Calvin Asa Cooper is a name that I’m sure you’ve never heard before. But one inning on September 14th, 1948 gave him a story similar to Moonlight Graham (as in the classic film ‘Field of Dreams’.) There isn’t much known about Cooper’s early life but he must have loved the game of baseball. He would have put baseball on hold though, as he served in the US Navy during World War II. He served shortly after high school, and so he also put college on hold until he returned.
Once he returned, he would attend Newberry College. The mystery about who Cal was makes his story even more interesting. We do not know if he played high school baseball or college baseball. We don’t even know how he got the attention of the Washington Senators.
After he left Newberry, we do know that he would play his way through the minors and get news that players have dreamed of being told since the MLB has existed—on September 14th, 1948, the 6’2 right handed pitcher got the call up to the major league Washington Senators. The Senators came into the day struggling at 49-89 with 12 straight losses. The team was going into a doubleheader with the Detroit Tigers. Cal wouldn’t play in the first game as the Senators played the Tigers tough but lost their 13th straight. The pace-of-play today is a little bit different as this 11 inning match-up lasted approximately 2 hours and 1 minute.
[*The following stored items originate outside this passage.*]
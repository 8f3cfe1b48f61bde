//! Object database stored under `<git_dir>/objects/<2>/<38>`
//!
//! Objects are written zstd-compressed through the engine filesystem
//! contract. Content addressing makes writes idempotent.

use std::collections::HashSet;
use std::sync::Arc;

use histkit_core::engine::{EngineError, Result};
use histkit_core::fs::{EngineFs, ReadOptions, WriteData};
use histkit_core::path::resolve_path;

use crate::object::{Commit, Object, ObjectId, Tree};

const COMPRESSION_LEVEL: i32 = 3;

#[derive(Clone)]
pub struct ObjectDb {
    fs: Arc<dyn EngineFs>,
    root: String,
}

impl ObjectDb {
    pub fn new(fs: Arc<dyn EngineFs>, git_dir: &str) -> Self {
        Self {
            fs,
            root: resolve_path(&[git_dir, "objects"]),
        }
    }

    fn object_path(&self, id: &ObjectId) -> String {
        let hex = id.to_hex();
        resolve_path(&[self.root.as_str(), &hex[..2], &hex[2..]])
    }

    pub async fn contains(&self, id: &ObjectId) -> Result<bool> {
        Ok(self.fs.exists(&self.object_path(id)).await?)
    }

    /// Store an already framed object under its id
    pub async fn write_framed(&self, id: &ObjectId, framed: &[u8]) -> Result<()> {
        if self.contains(id).await? {
            return Ok(());
        }
        let compressed = zstd::encode_all(framed, COMPRESSION_LEVEL)
            .map_err(|e| EngineError::Backend(format!("Compression failed: {}", e)))?;
        self.fs
            .write_file(&self.object_path(id), WriteData::from(compressed))
            .await?;
        tracing::trace!("Stored object {} ({} bytes)", id, framed.len());
        Ok(())
    }

    pub async fn write(&self, object: &Object) -> Result<ObjectId> {
        let framed = object.frame()?;
        let id = ObjectId::from_framed(&framed);
        self.write_framed(&id, &framed).await?;
        Ok(id)
    }

    /// Framed bytes of an object, verified against its id
    pub async fn read_framed(&self, id: &ObjectId) -> Result<Vec<u8>> {
        let path = self.object_path(id);
        let compressed = match self.fs.read_file(&path, ReadOptions::default()).await {
            Ok(content) => content.into_bytes(),
            Err(e) if e.is_not_found() => {
                return Err(EngineError::NotFound(format!("object {}", id)));
            }
            Err(e) => return Err(e.into()),
        };
        let framed = zstd::decode_all(compressed.as_ref())
            .map_err(|e| EngineError::Corrupt(format!("Object {}: {}", id, e)))?;
        if ObjectId::from_framed(&framed) != *id {
            return Err(EngineError::Corrupt(format!("Object {} hash mismatch", id)));
        }
        Ok(framed)
    }

    pub async fn read(&self, id: &ObjectId) -> Result<Object> {
        Object::unframe(&self.read_framed(id).await?)
    }

    pub async fn read_commit(&self, id: &ObjectId) -> Result<Commit> {
        match self.read(id).await? {
            Object::Commit(commit) => Ok(commit),
            other => Err(EngineError::Corrupt(format!(
                "Expected commit {}, found {}",
                id,
                other.kind().as_str()
            ))),
        }
    }

    pub async fn read_tree(&self, id: &ObjectId) -> Result<Tree> {
        match self.read(id).await? {
            Object::Tree(tree) => Ok(tree),
            other => Err(EngineError::Corrupt(format!(
                "Expected tree {}, found {}",
                id,
                other.kind().as_str()
            ))),
        }
    }

    pub async fn read_blob(&self, id: &ObjectId) -> Result<Vec<u8>> {
        match self.read(id).await? {
            Object::Blob(data) => Ok(data),
            other => Err(EngineError::Corrupt(format!(
                "Expected blob {}, found {}",
                id,
                other.kind().as_str()
            ))),
        }
    }

    /// Tree of a commit
    pub async fn commit_tree(&self, id: &ObjectId) -> Result<Tree> {
        let commit = self.read_commit(id).await?;
        self.read_tree(&commit.tree).await
    }

    /// Every object reachable from `roots`, skipping (and not descending
    /// into) the ids in `exclude`.
    pub async fn reachable(
        &self,
        roots: &[ObjectId],
        exclude: &HashSet<ObjectId>,
    ) -> Result<Vec<ObjectId>> {
        let mut seen: HashSet<ObjectId> = HashSet::new();
        let mut ordered = Vec::new();
        let mut pending: Vec<ObjectId> = roots.to_vec();
        while let Some(id) = pending.pop() {
            if exclude.contains(&id) || !seen.insert(id) {
                continue;
            }
            ordered.push(id);
            match self.read(&id).await? {
                Object::Commit(commit) => {
                    pending.push(commit.tree);
                    pending.extend(commit.parents);
                }
                Object::Tree(tree) => pending.extend(tree.entries.values().map(|e| e.id)),
                Object::Blob(_) => {}
            }
        }
        Ok(ordered)
    }

    /// Whether `ancestor` is reachable from `descendant` through parent links.
    /// Missing commits end the walk.
    pub async fn is_ancestor(&self, ancestor: &ObjectId, descendant: &ObjectId) -> Result<bool> {
        let mut seen = HashSet::new();
        let mut pending = vec![*descendant];
        while let Some(id) = pending.pop() {
            if id == *ancestor {
                return Ok(true);
            }
            if !seen.insert(id) || !self.contains(&id).await? {
                continue;
            }
            pending.extend(self.read_commit(&id).await?.parents);
        }
        Ok(false)
    }
}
Then, the second game started. With a little more than 5,000 in attendance, the fans would see a just-turned 26 year old play for the first and only time. During the 6th inning, the Senators found themselves down 5-0 and very well looking at a 14th straight loss. After already using two pitchers, they turned to a third looking for some help. The help walking onto the field was #16, Cal Cooper. This is where I would love to tell you about a Hollywood ending with Cal being what was needed, and leading a comeback win. This isn’t Hollywood though, as Cal surrendered five runs on five hits (including a home run) in his one inning of work. He walked off the field with a 10-0 deficit and the Senators ended up dropping the game 12-1. They lost for the 14th time in a row—but this middle of September game meant much more than one would have imagined.
Cal Cooper walked off the field and never played again. Not only did he not play in the majors ever again but there’s no record of him ever playing again in the minors. Cal would end his career in the MLB with a 45.00 ERA.
It’s said that after his one day of being #16 for the Washington Senators, he returned to his home state, becoming a personnel director at Clinton Mills in Clinton, South Carolina. He lived out the remainder of his days there passing away at 71 on July 4th, 1994.
Cal didn’t have his best outing on that September 14th afternoon, but what he did get maybe was his Hollywood happy ending. He suited up and pitched one inning in America’s game. Briggs Stadium was the site of history that day. A game can be meaningful even if it seems so insignificant at the time.
What would you ask Cal if you had the chance?